During my 25 years working in the wireless industry, there has never been a shortage of technology change but my experience over the last couple of years has demonstrated a marked increase in the complexity of deploying and operating wireless networks.
The exponential growth in data traffic with resulting capacity challenges is forcing Operators to use all tools at their disposal to manage the traffic increase. Network architectures, by necessity, are becoming much more layered and complicated and this will likely continue for the foreseeable future.
The wireless network environment is undergoing a revolution with planned massive deployments of small cells that are both driven and enabled by LTE. Operators that have managed a few thousand cell sites must now create processes to manage tens of thousands of sites, all of which will constantly be changing. As two examples, Verizon Wireless has recently reported capacity issues and stated small cells as a specific element of their solution, and AT&T Inc. (NYSE: T) has stated that they plan on deploying 40,000 small cells in the future.
Furthermore, the expanding array of wireless devices and applications accessing the networks is also challenging operations management. Operator core networks are changing to support the influx of different services by implementing new platforms that are far beyond traditional wireless equipment. I have already seen Network Operations organizations working full-out just to keep up with current demands, and it is clear that the coming exponential growth will not be able to be handled by simply throwing more bodies at the issue. The net result is that without strategic technology enhancements, networks will very soon start outpacing the operators' capabilities to manually manage and optimize deployed assets, and correspondingly, the end-user experience.
I believe there are two technology solutions now coming to the forefront and, when combined, these solutions will become powerful tools necessary for operators to meet the complexity challenge. The first technology is the Self-Organizing Network (SON) and the second is big data analytics. Overall, the combination of these two developments permit operators to introduce automation allowing efficient deployment and management of significantly larger number of network elements.
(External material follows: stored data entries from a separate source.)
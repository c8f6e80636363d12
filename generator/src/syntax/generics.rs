//! Generic parameter lists
//!
//! Parameter lists arrive as text such as `T extends Foo<A, B> = Bar, U`. Commas
//! inside angle brackets, parens, brackets, braces or quotes belong to the
//! nested type, so splitting is done by a bracket-depth scanner rather than
//! `str::split`.

use error_stack::Report;
use indexmap::IndexMap;
use player_xlr::GenericToken;

use super::{Keyword, TypeExpr, is_identifier};
use crate::error::{Error, Result};

/// Generic symbol to the type bound to it
pub type GenericContext = IndexMap<String, TypeExpr>;

/// One declared generic parameter
#[derive(Debug, Clone, PartialEq, Eq)]
pub struct GenericParam {
    /// Parameter symbol
    pub symbol:     String,
    /// `extends` constraint
    pub constraint: Option<TypeExpr>,
    /// Default argument
    pub default:    Option<TypeExpr>,
}

impl From<&GenericToken> for GenericParam {
    fn from(token: &GenericToken) -> Self {
        Self {
            symbol:     token.symbol.clone(),
            constraint: token.constraints.as_ref().map(TypeExpr::from),
            default:    token.default.as_ref().map(TypeExpr::from),
        }
    }
}

/// Byte offsets of every `separator` outside brackets and quotes
fn top_level_positions(text: &str, separator: char) -> Vec<usize> {
    let mut positions = Vec::new();
    let mut depth: usize = 0;
    let mut quote: Option<char> = None;

    for (index, ch) in text.char_indices() {
        match ch {
            '"' | '\'' if quote == Some(ch) => quote = None,
            '"' | '\'' if quote.is_none() => quote = Some(ch),
            _ if quote.is_some() => {},
            '<' | '(' | '[' | '{' => depth += 1,
            '>' | ')' | ']' | '}' => depth = depth.saturating_sub(1),
            _ if ch == separator && depth == 0 => positions.push(index),
            _ => {},
        }
    }
    positions
}

/// Split `text` at top-level occurrences of `separator`, trimming each piece and
/// dropping empty ones
pub fn split_top_level(text: &str, separator: char) -> Vec<&str> {
    let mut pieces = Vec::new();
    let mut start = 0;
    for position in top_level_positions(text, separator) {
        pieces.push(text[start..position].trim());
        start = position + separator.len_utf8();
    }
    pieces.push(text[start..].trim());
    pieces.retain(|piece| !piece.is_empty());
    pieces
}

/// Split `text` at the first top-level `separator`
pub fn split_once_top_level(text: &str, separator: char) -> Option<(&str, &str)> {
    top_level_positions(text, separator)
        .first()
        .map(|&position| {
            (
                text[..position].trim(),
                text[position + separator.len_utf8()..].trim(),
            )
        })
}

fn parse_generic_param(text: &str) -> Result<GenericParam> {
    let (head, default) = match split_once_top_level(text, '=') {
        Some((head, default)) => (head, Some(default)),
        None => (text.trim(), None),
    };
    let (symbol, constraint) = match head.split_once(" extends ") {
        Some((symbol, constraint)) => (symbol.trim(), Some(constraint.trim())),
        None => (head, None),
    };

    if !is_identifier(symbol) {
        return Err(Report::new(Error::syntax(
            text,
            format!("'{symbol}' is not a generic parameter name"),
        )));
    }

    Ok(GenericParam {
        symbol:     symbol.to_string(),
        constraint: constraint.map(TypeExpr::parse).transpose()?,
        default:    default.map(TypeExpr::parse).transpose()?,
    })
}

/// Parse a generic parameter list such as `T extends Foo<A, B> = Bar, U`
pub fn parse_generic_params(text: &str) -> Result<Vec<GenericParam>> {
    split_top_level(text, ',')
        .into_iter()
        .map(parse_generic_param)
        .collect()
}

/// Bind declared parameters to supplied arguments
///
/// A missing argument falls back to the parameter's default, then its
/// constraint, then `unknown`.
pub fn bind_generics(params: &[GenericParam], args: &[TypeExpr]) -> GenericContext {
    params
        .iter()
        .enumerate()
        .map(|(index, param)| {
            let bound = args
                .get(index)
                .or(param.default.as_ref())
                .or(param.constraint.as_ref())
                .cloned()
                .unwrap_or(TypeExpr::Keyword(Keyword::Unknown));
            (param.symbol.clone(), bound)
        })
        .collect()
}
//! Object literal types

use super::AnalysisStrategy;
use crate::analysis::{AnalysisRequest, PropertyInfo, TypeAnalyzer};
use crate::error::Result;
use crate::syntax::TypeExpr;

pub struct ObjectStrategy;

impl AnalysisStrategy for ObjectStrategy {
    fn can_handle(&self, expr: &TypeExpr) -> bool { matches!(expr, TypeExpr::Object(_)) }

    fn analyze(
        &self,
        request: &AnalysisRequest<'_>,
        analyzer: &TypeAnalyzer,
    ) -> Result<Option<PropertyInfo>> {
        let TypeExpr::Object(signatures) = request.expr else {
            return Ok(None);
        };

        let properties = signatures
            .iter()
            .map(|signature| {
                analyzer.analyze(AnalysisRequest {
                    name:    signature.name.clone(),
                    expr:    &signature.ty,
                    options: request.options.for_child(signature.optional),
                })
            })
            .collect::<Result<Vec<_>>>()?;

        Ok(Some(PropertyInfo::with_properties(
            request.name.clone(),
            request.expr.to_string(),
            properties,
        )))
    }
}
Wireless operators are now beginning to deploy the first versions of SON technology. SON holds the promise of creating a set of functionalities that allows the automation of many operations processes, reducing the manual effort required and increasing the quality of those processes. One SON application being deployed today, called Automatic Neighbor Relation (ANR), enables a cell site to self-configure its acceptable neighbor list based on information it receives with minimal to no human intervention. Therefore, a cell site installation process that previously could have taken hours to perform manually can now happen, autonomously, in minutes.
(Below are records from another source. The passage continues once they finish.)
//! Generator configuration
//!
//! Every field has a default, so an empty JSON object is a valid configuration:
//!
//! ```json
//! {
//!   "maxAnalysisDepth": 10,
//!   "defaults": { "maxDepth": 3, "skipTypes": ["Asset", "AssetWrapper"] },
//!   "externalTypes": { "Validation": "@player-ui/types" },
//!   "namespaceFallbackPackage": "@player-ui/types",
//!   "sameFileTypes": ["ListItem"],
//!   "typeImportPath": "../types"
//! }
//! ```

use error_stack::Report;
use indexmap::{IndexMap, IndexSet};
use player_xlr::constants::{ASSET, ASSET_WRAPPER};
use serde::Deserialize;

use crate::constants::{
    DEFAULT_MAX_ANALYSIS_DEPTH, DEFAULT_MAX_DEFAULTS_DEPTH, DEFAULT_RUNTIME_PACKAGE,
    DEFAULT_TYPE_IMPORT_PATH, DEFAULT_TYPES_PACKAGE,
};
use crate::error::{Error, Result};

/// Policy for default-value synthesis
#[derive(Debug, Clone, PartialEq, Eq, Deserialize)]
#[serde(rename_all = "camelCase", default)]
pub struct DefaultValueConfig {
    /// Nesting depth at which nested objects default to `{}`
    pub max_depth:  usize,
    /// Type names whose properties are never defaulted
    pub skip_types: IndexSet<String>,
}

impl Default for DefaultValueConfig {
    fn default() -> Self {
        Self {
            max_depth:  DEFAULT_MAX_DEFAULTS_DEPTH,
            skip_types: [ASSET, ASSET_WRAPPER].into_iter().map(String::from).collect(),
        }
    }
}

/// Where referenced types are imported from
#[derive(Debug, Clone, PartialEq, Eq, Deserialize)]
#[serde(rename_all = "camelCase", default)]
pub struct ImportConfig {
    /// Type or namespace name to the package that exports it
    pub external_types:             IndexMap<String, String>,
    /// Package for namespaces missing from `external_types`
    pub namespace_fallback_package: String,
    /// Types declared next to the type under generation
    pub same_file_types:            IndexSet<String>,
    /// Module the type under generation (and its same-file siblings) come from
    pub type_import_path:           String,
    /// Package exporting `Asset`
    pub types_package:              String,
    /// Package exporting the builder runtime
    pub runtime_package:            String,
}

impl Default for ImportConfig {
    fn default() -> Self {
        Self {
            external_types:             IndexMap::new(),
            namespace_fallback_package: DEFAULT_TYPES_PACKAGE.to_string(),
            same_file_types:            IndexSet::new(),
            type_import_path:           DEFAULT_TYPE_IMPORT_PATH.to_string(),
            types_package:              DEFAULT_TYPES_PACKAGE.to_string(),
            runtime_package:            DEFAULT_RUNTIME_PACKAGE.to_string(),
        }
    }
}

/// Top-level generator configuration
#[derive(Debug, Clone, PartialEq, Eq, Deserialize)]
#[serde(rename_all = "camelCase", default)]
pub struct GeneratorConfig {
    /// Recursion limit for the type analyzer
    pub max_analysis_depth: usize,
    /// Default-value synthesis policy
    pub defaults:           DefaultValueConfig,
    /// Import attribution
    #[serde(flatten)]
    pub imports:            ImportConfig,
}

impl Default for GeneratorConfig {
    fn default() -> Self {
        Self {
            max_analysis_depth: DEFAULT_MAX_ANALYSIS_DEPTH,
            defaults:           DefaultValueConfig::default(),
            imports:            ImportConfig::default(),
        }
    }
}

impl GeneratorConfig {
    /// Read a configuration from JSON text
    pub fn from_json_str(json: &str) -> Result<Self> {
        serde_json::from_str(json)
            .map_err(|e| Report::new(Error::invalid("generator configuration", e)))
    }
}

#[cfg(test)]
#[allow(clippy::unwrap_used, reason = "tests fail loudly")]
mod tests {
    use super::*;

    #[test]
    fn test_empty_config_uses_defaults() {
        let config = GeneratorConfig::from_json_str("{}").unwrap();
        assert_eq!(config, GeneratorConfig::default());
        assert_eq!(config.max_analysis_depth, 10);
        assert_eq!(config.defaults.max_depth, 3);
        assert!(config.defaults.skip_types.contains("AssetWrapper"));
        assert_eq!(config.imports.namespace_fallback_package, "@player-ui/types");
    }

    #[test]
    fn test_partial_config_keeps_remaining_defaults() {
        let config = GeneratorConfig::from_json_str(
            r#"{
                "defaults": { "maxDepth": 1 },
                "externalTypes": { "Validation": "@player-ui/types", "Schema": "@acme/schema" },
                "sameFileTypes": ["ListItem"]
            }"#,
        )
        .unwrap();

        assert_eq!(config.defaults.max_depth, 1);
        assert_eq!(config.defaults.skip_types.len(), 2);
        assert_eq!(
            config.imports.external_types.get("Schema").map(String::as_str),
            Some("@acme/schema")
        );
        assert!(config.imports.same_file_types.contains("ListItem"));
        assert_eq!(config.imports.type_import_path, "../types");
    }

    #[test]
    fn test_invalid_config_is_reported() {
        let report = GeneratorConfig::from_json_str(r#"{ "maxAnalysisDepth": "deep" }"#)
            .unwrap_err();
        assert!(matches!(report.current_context(), Error::InvalidConfig(_)));
    }
}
The second technology that will need to be added to the mix is the appropriate and timely use of data analytics. In the classic sense of "garbage in-garbage out," the benefits of SON automation will only be maximized to the degree that the information used to trigger and implement a response is highly accurate. Achieving improved input data will often come about by correlating information from a wider set of sources that, individually, provide different perspectives on a particular situation.
The interest and expectations for SON and big data are already very high. However, as we have seen throughout history, the implementation of capabilities that radically alter the operational environment tend to be more evolutionary than revolutionary. Therefore, the expectation is that the introduction of SON will happen pragmatically and incrementally as experience and trust levels grow. Two primary dimensions will likely drive the actual evolution of SON capability. The first dimension defines three types of operator activity impacted by SON: (1) self-configuration, which often occurs during the initial implementation of a new element; (2) self-optimization, where the element modifies its operation based on new information, learning or long-term network changes; and (3) self-healing, where the network elements react to particular disruptions, outages or environmental situations and minimize impact to end users.
The second dimension centers on the type and consistency of network elements involved in a SON process. In operations today, SON approaches usually address a single network platform, such as the eNodeB, within a single vendor's domain.
In time, SON solutions will likely involve more standardized interfaces and accommodate multi-vendor solutions. The migration will also move beyond operational platforms to involve business support systems, resulting in a holistic integrated ecosystem. In some configurations the variety of data sources will allow new use cases from different inputs. Often, existing use cases will gain incremental improvements from more refined and appropriate decisions based on deeper knowledge sets. Overall, operators benefit by optimizing their entire networks rather than individual network segments.
I think that operators are still very nascent in implementing the combination of SON and big data, however, experience gained in the near future will allow for more full scale introductions in the future. My sense is that to maximize SON optimization efforts, the data analytics services in these situations must be able to process billions or more transactions from a wide variety of data sources and provide actionable outputs in near real-time.
Achieving this is possible but not simple, requiring a very concerted and cross-functional effort that may be disruptive for many operators. However, those operators who are successful in implementing SON and Big Data will be able to manage their growth most efficiently and also, potentially, provide a point of differentiation in an increasingly competitive world.
— Rob Chimsky, VP of Insights, Guavus Inc.